During my job at Drivy as a Data Engineer, I had the chance to write close to 100 main Airflow DAGs. In this quick blog post, I’ll share what’s it’s worth testing according to me.
Custom operators
If you’re using several times the same operator in different DAGs with a similar construction method, I would recommend about either:
- creating a custom Airflow operator thanks to the plugin mechanism
- creating a Python class that will act as a factory to create the underlying Airflow operator with the common arguments you’re using
Python logic
If you’re using a non trivial logic from a PythonOperator, I would recommend about extracting this logic into a Python module named after the DAG ID. With this, you’ll be able to keep your Python logic away from Airflow internals and it’ll be easier to test it. You’ll just need to perform a single function call from your DAG’s PythonOperator after.
Smoke test
Finally, the last test I would recommend writing is a smoke test that will target all DAGs. This test will make sure that:
- each DAG can be loaded by the Airflow scheduler without any failure. It’ll show in your CI environment if some DAGs expect a specific state (a CSV file to be somewhere, a network connection to be opened) to be able to be loaded or if you need to define environment / Airflow variables for example
- a single file defining multiple DAGs loads fast enough
- Airflow email alerts are properly defined on all DAGs
Here is an example test file to test this. It relies heavily on the code provided by WePay in this blog post.
# -*- coding: utf-8 -*-
import unittest
from airflow.models import DagBag
class TestDags(unittest.TestCase):
    """
    Generic tests that all DAGs in the repository should be able to pass.
    """
    AIRFLOW_ALERT_EMAIL = '[email protected]'
    LOAD_SECOND_THRESHOLD = 2
    def setUp(self):
        self.dagbag = DagBag()
    def test_dagbag_import(self):
        """
        Verify that Airflow will be able to import all DAGs in the repository.
        """
        self.assertFalse(
            len(self.dagbag.import_errors),
            'There should be no DAG failures. Got: {}'.format(
                self.dagbag.import_errors
            )
        )
    def test_dagbag_import_time(self):
        """
        Verify that files describing DAGs load fast enough
        """
        stats = self.dagbag.dagbag_stats
        slow_files = filter(lambda d: d.duration > self.LOAD_SECOND_THRESHOLD, stats)

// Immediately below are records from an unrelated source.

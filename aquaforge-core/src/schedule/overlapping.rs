use super::{DayOverflow, PhaseTimeline, Timeline};
use aquaforge_schemas::species::PhaseDurations;

/// Pipelines batches through the hatchery.
///
/// Only larval-tank turnover gates the next batch: it starts on the day the previous batch
/// leaves the larval tanks, while that batch carries on through pre-growth and fattening.
/// Contention for pre-growth tanks or cages between concurrent batches is not checked.
#[derive(Debug, Default)]
pub struct OverlappingTimeline {
    next_start_day: u32,
    completion_day: u32,
}

impl Timeline for OverlappingTimeline {
    fn place(&mut self, durations: &PhaseDurations) -> Result<Option<PhaseTimeline>, DayOverflow> {
        let placed = PhaseTimeline::starting_at(self.next_start_day, durations).ok_or(DayOverflow)?;
        self.next_start_day = placed.larval_end_day;
        self.completion_day = self.completion_day.max(placed.fattening_end_day);
        Ok(Some(placed))
    }

    fn total_days(&self) -> u32 {
        self.completion_day
    }
}

#[cfg(test)]
mod tests {
    use super::*;
    use crate::schedule::{
        test_support::{reference_batches, sea_bass},
        SchedulingPolicy,
    };
    use aquaforge_schemas::{batch::Batch, facility::FacilityConfiguration};
    use std::sync::Arc;

    #[test]
    fn next_batch_starts_when_larval_tanks_free_up() {
        let config = FacilityConfiguration::default();
        let result = SchedulingPolicy::Overlapping
            .schedule(&reference_batches(), &config)
            .unwrap();

        let starts: Vec<u32> = result
            .details
            .iter()
            .map(|d| d.timeline.unwrap().start_day)
            .collect();
        assert_eq!(starts, vec![0, 40, 85]);

        let ends: Vec<u32> = result
            .details
            .iter()
            .map(|d| d.timeline.unwrap().fattening_end_day)
            .collect();
        assert_eq!(ends, vec![560, 570, 680]);
        assert_eq!(result.total_cycle_days, 680);
    }

    #[test]
    fn phase_markers_chain_within_a_batch() {
        let mut timeline = OverlappingTimeline::default();
        let placed = timeline.place(&sea_bass().phase_durations).unwrap().unwrap();
        assert_eq!(
            placed,
            PhaseTimeline {
                start_day: 0,
                larval_end_day: 40,
                pregrowth_end_day: 110,
                fattening_end_day: 560,
            }
        );
    }

    #[test]
    fn single_batch_matches_sequential_total() {
        let config = FacilityConfiguration::default();
        let batches = vec![Batch::new(Arc::new(sea_bass()), 1_500_000)];
        let sequential = SchedulingPolicy::Sequential.schedule(&batches, &config).unwrap();
        let overlapping = SchedulingPolicy::Overlapping.schedule(&batches, &config).unwrap();
        assert_eq!(sequential.total_cycle_days, overlapping.total_cycle_days);
    }

    #[test]
    fn earlier_long_batch_can_finish_last() {
        let mut timeline = OverlappingTimeline::default();
        let long = PhaseDurations {
            larval_days: 10,
            pregrowth_days: 10,
            fattening_days: 500,
        };
        let short = PhaseDurations {
            larval_days: 10,
            pregrowth_days: 10,
            fattening_days: 10,
        };
        timeline.place(&long).unwrap();
        timeline.place(&short).unwrap();
        assert_eq!(timeline.total_days(), 520);
    }

    #[test]
    fn late_start_past_day_counter_is_refused() {
        let mut timeline = OverlappingTimeline {
            next_start_day: u32::MAX - 10,
            completion_day: u32::MAX - 10,
        };
        assert_eq!(timeline.place(&sea_bass().phase_durations), Err(DayOverflow));
        assert_eq!(timeline.total_days(), u32::MAX - 10);
    }
}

        res = ', '.join(map(lambda d: d.file[1:], slow_files))
        self.assertEquals(
            0,
            len(slow_files),
            'The following files take more than {threshold}s to load: {res}'.format(
                threshold=self.LOAD_SECOND_THRESHOLD,
                res=res
            )
        )
    def test_dagbag_emails(self):
        """
        Verify that every DAG register alerts to the appropriate email address
        """
        for dag_id, dag in self.dagbag.dags.iteritems():
            email_list = dag.default_args.get('email', [])
            msg = 'Alerts are not sent for DAG {id}'.format(id=dag_id)

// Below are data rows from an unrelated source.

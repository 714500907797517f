use thiserror::Error;

#[derive(Debug, Error)]
pub enum AquaforgeError {
    #[error("Species '{species}' is invalid: {reason}")]
    InvalidSpecies { species: String, reason: String },

    #[error("Facility configuration is invalid: {0}")]
    InvalidFacility(String),

    #[error("At least one species must be provided for planning")]
    NoSpeciesProvided,

    #[error("At least one batch must be provided for scheduling")]
    NoBatchProvided,

    #[error("Larvae range [{min}, {max}] is invalid: {reason}")]
    InvalidLarvaeRange { min: u64, max: u64, reason: String },

    #[error("Batch of '{0}' has no larvae")]
    ZeroLarvae(String),

    #[error("Schedule '{0}' has a total cycle time of zero days")]
    ZeroCycleTime(String),

    #[error("Schedule '{0}' runs past the last representable day")]
    CycleTimeOverflow(String),

    #[error("Fixed larvae source ran out of counts after {0} batches")]
    LarvaeSourceExhausted(usize),

    #[error("I/O error for file '{0}': {1}")]
    FileIO(String, #[source] std::io::Error),

    #[error("Failed to process CSV file '{0}': {1}")]
    CsvError(String, #[source] csv::Error),

    #[error("Failed to encode schedule row: {0}")]
    JsonEncoding(#[from] serde_json::Error),
}
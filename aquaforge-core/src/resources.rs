//! Converts head counts into tank and cage counts for each rearing phase.
//!
//! Every calculator provisions one unit more than the integer quotient, even when the count
//! divides exactly, and then clamps to what the facility owns. The clamp is silent in
//! `allocated`; callers that care about infeasible plans check [`ResourceRequirement::is_over_capacity`].

use aquaforge_schemas::{batch::Batch, facility::FacilityConfiguration, species::SpeciesDescriptor};
use serde::{Deserialize, Serialize};

/// Blended volume of a small/medium/large larval tank, in litres.
pub const LARVAL_TANK_CAPACITY_L: u64 = 8_000;

/// Volume of a pre-growth tank, in litres.
pub const PREGROWTH_TANK_CAPACITY_L: u64 = 40_000;

/// Fry per m³ in pre-growth, reduced below species figures for welfare.
pub const PREGROWTH_DENSITY_PER_M3: u64 = 400;

const LITRES_PER_M3: u64 = 1_000;

/// Units needed for one phase of one batch.
#[derive(Debug, Clone, Copy, PartialEq, Eq, Serialize, Deserialize)]
pub struct ResourceRequirement {
    /// Units the head count calls for before clamping.
    pub required: u32,
    /// Units the facility owns for this phase.
    pub available: u32,
    /// `required` clamped to `available`.
    pub allocated: u32,
}

impl ResourceRequirement {
    fn clamp(required: u64, available: u32) -> Self {
        let required = u32::try_from(required).unwrap_or(u32::MAX);
        Self {
            required,
            available,
            allocated: required.min(available),
        }
    }

    pub fn is_over_capacity(&self) -> bool {
        self.required > self.available
    }
}

fn units_for(count: u64, capacity_per_unit: u64) -> u64 {
    count / capacity_per_unit + 1
}

/// Larvae one larval tank can hold for this species.
pub fn larvae_per_tank(species: &SpeciesDescriptor) -> u64 {
    LARVAL_TANK_CAPACITY_L * u64::from(species.densities.larval_per_litre)
}

/// Fry one pre-growth tank can hold: 40 m³ at 400 fry/m³.
pub fn fry_per_pregrowth_tank() -> u64 {
    PREGROWTH_TANK_CAPACITY_L / LITRES_PER_M3 * PREGROWTH_DENSITY_PER_M3
}

/// Fish one sea cage can hold for this species.
pub fn fish_per_cage(species: &SpeciesDescriptor, config: &FacilityConfiguration) -> u64 {
    u64::from(config.grow_out.cage_volume_m3) * u64::from(species.densities.fattening_per_m3)
}

/// Larval tanks needed to seed the whole batch.
///
/// # Panics
///
/// Panics if the species larval density is zero. Species pass through
/// [`crate::validation::validate_species`] before reaching the planner.
pub fn larval_tanks_required(batch: &Batch, config: &FacilityConfiguration) -> ResourceRequirement {
    let required = units_for(batch.larvae_count(), larvae_per_tank(batch.species()));
    ResourceRequirement::clamp(required, config.total_larval_tanks())
}

/// Pre-growth tanks needed for the larvae that survived the larval phase.
pub fn pregrowth_tanks_required(survivors: u64, config: &FacilityConfiguration) -> ResourceRequirement {
    let required = units_for(survivors, fry_per_pregrowth_tank());
    ResourceRequirement::clamp(required, config.hatchery.pregrowth_tanks)
}

/// Sea cages needed to fatten the fry leaving pre-growth.
///
/// # Panics
///
/// Panics if the cage volume or the species fattening density is zero.
pub fn fattening_cages_required(
    fry: u64,
    species: &SpeciesDescriptor,
    config: &FacilityConfiguration,
) -> ResourceRequirement {
    let required = units_for(fry, fish_per_cage(species, config));
    ResourceRequirement::clamp(required, config.total_cages())
}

            self.assertIn(self.AIRFLOW_ALERT_EMAIL, email_list, msg)
The DAG logic
I would say that it’s not worth testing an end to end DAG logic because:
- it’ll be often very hard to do as you’ll likely need various components (databases, external systems, files) and can make your test suite slow
- You should embrace the power of Airflow to define DAGs with Python code and treat them as just wiring pieces you’ve tested individually together. DAGs are not the main piece of the logic.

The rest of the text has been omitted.